- Born: 24 April 1941 Tanga, Tanganyika
- Died: 28 May 2025 (aged 84) Millburn, New Jersey, U.S.
- Education: University of Bristol University of London
- Awards: 2015 Stockholm Prize in Criminology (with Patricia Mayhew)
- Scientific career
- Fields: Criminology
- Institutions: Rutgers University–Newark
- Thesis: Factors influencing absconding by approved school boys (1968)

= Ronald V. Clarke =

British criminologist (1941–2025)

Ronald Victor Gemuseus Clarke (24 April 1941 – 28 May 2025) was an English criminologist and University Professor in the School of Criminal Justice at Rutgers University–Newark. He was also the associate director of the Center for Problem-Oriented Policing.

==Education==
Clarke earned his BA in psychology and philosophy from the University of Bristol in 1962, and his MA in clinical psychology and PhD in psychology from the University of London in 1965 and 1968, respectively.

==Career==
Before joining the faculty of Rutgers' Newark campus, Clarke did criminological research for the Home Office for fifteen years in his native United Kingdom. He became the director of the Home Office Research and Planning Unit in 1982. At the Home Office, he helped develop rational choice theory in criminology and launch the British Crime Survey. In 1984, he moved to the United States, where he originally taught at Temple University.
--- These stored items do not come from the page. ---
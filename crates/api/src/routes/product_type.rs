//! Route definitions for the `/product-types` resource.

use axum::routing::{get, put};
use axum::Router;

use crate::handlers::product_type;
use crate::state::AppState;

/// Routes mounted at `/product-types`.
///
/// ```text
/// GET    /        -> list
/// POST   /        -> create
/// PUT    /{id}    -> update
/// DELETE /{id}    -> delete
/// ```
pub fn router() -> Router<AppState> {
    Router::new()
        .route("/", get(product_type::list).post(product_type::create))
        .route("/{id}", put(product_type::update).delete(product_type::delete))
}
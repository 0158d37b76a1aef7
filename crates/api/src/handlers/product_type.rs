//! Handlers for the `/product-types` resource.

use axum::extract::State;
use axum::http::StatusCode;
use axum::Json;
use catalog_core::types::DbId;
use catalog_db::models::product_type::{ProductType, ProductTypeInput};

use crate::error::AppResult;
use crate::extract::{AppJson, AppPath};
use crate::response::DataResponse;
use crate::services::product_type as service;
use crate::state::AppState;

/// GET /api/v1/product-types
pub async fn list(
    State(state): State<AppState>,
) -> AppResult<Json<DataResponse<Vec<ProductType>>>> {
    let product_types = service::list(&state.pool).await?;
    Ok(Json(DataResponse {
        data: product_types,
    }))
}

/// POST /api/v1/product-types
pub async fn create(
    State(state): State<AppState>,
    AppJson(input): AppJson<ProductTypeInput>,
) -> AppResult<(StatusCode, Json<DataResponse<ProductType>>)> {
    let product_type = service::create(&state.pool, &input).await?;
    Ok((
        StatusCode::CREATED,
        Json(DataResponse {
            data: product_type,
        }),
    ))
}

/// PUT /api/v1/product-types/{id}
pub async fn update(
    State(state): State<AppState>,
    AppPath(id): AppPath<DbId>,
    AppJson(input): AppJson<ProductTypeInput>,
) -> AppResult<Json<DataResponse<ProductType>>> {
    let product_type = service::update(&state.pool, id, &input).await?;
    Ok(Json(DataResponse { data: product_type }))
}

/// DELETE /api/v1/product-types/{id}
pub async fn delete(
    State(state): State<AppState>,
    AppPath(id): AppPath<DbId>,
) -> AppResult<StatusCode> {
    service::delete(&state.pool, id).await?;
    Ok(StatusCode::NO_CONTENT)
}
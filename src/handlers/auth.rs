//! Authentication HTTP handlers
//!
//! OTP send/verify and the current-user lookup.

use axum::{extract::State, Json};
use std::sync::Arc;

use super::AuthenticatedUser;
use crate::auth::{AuthService, SendOtpRequest, SendOtpResponse, VerifyOtpRequest, VerifyOtpResponse};
use crate::error::ApiError;
use crate::models::{ApiResponse, User};

/// POST /api/auth/send-otp
pub async fn send_otp(
    State(auth): State<Arc<AuthService>>,
    Json(req): Json<SendOtpRequest>,
) -> Result<Json<ApiResponse<SendOtpResponse>>, ApiError> {
    let response = auth.send_otp(req).await?;
    Ok(Json(ApiResponse::ok(response)))
}

/// POST /api/auth/verify-otp
pub async fn verify_otp(
    State(auth): State<Arc<AuthService>>,
    Json(req): Json<VerifyOtpRequest>,
) -> Result<Json<ApiResponse<VerifyOtpResponse>>, ApiError> {
    let response = auth.verify_otp(req).await?;
    Ok(Json(ApiResponse::ok(response)))
}

/// GET /api/auth/me
pub async fn get_current_user(
    State(auth): State<Arc<AuthService>>,
    user: AuthenticatedUser,
) -> Result<Json<ApiResponse<User>>, ApiError> {
    let user = auth.get_user(user.user_id).await?;
    Ok(Json(ApiResponse::ok(user)))
}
In 1987, he joined Rutgers University-Newark as the dean of their School of Criminal Justice, a position he held until 1998. From 2001, he was a visiting professor at University College London's Jill Dando Institute.

==Editorial activities==
Clarke was the founding editor-in-chief of the anthology Crime Prevention Studies.

==Death==
Clarke died in Millburn, New Jersey on 28 May 2025, at the age of 84.

==Honours and awards==
Clarke was a fellow of the British Psychological Society from 1978. He was the co-recipient of the 2015 Stockholm Prize in Criminology, along with Patricia Mayhew, in honor of their work in situational crime prevention.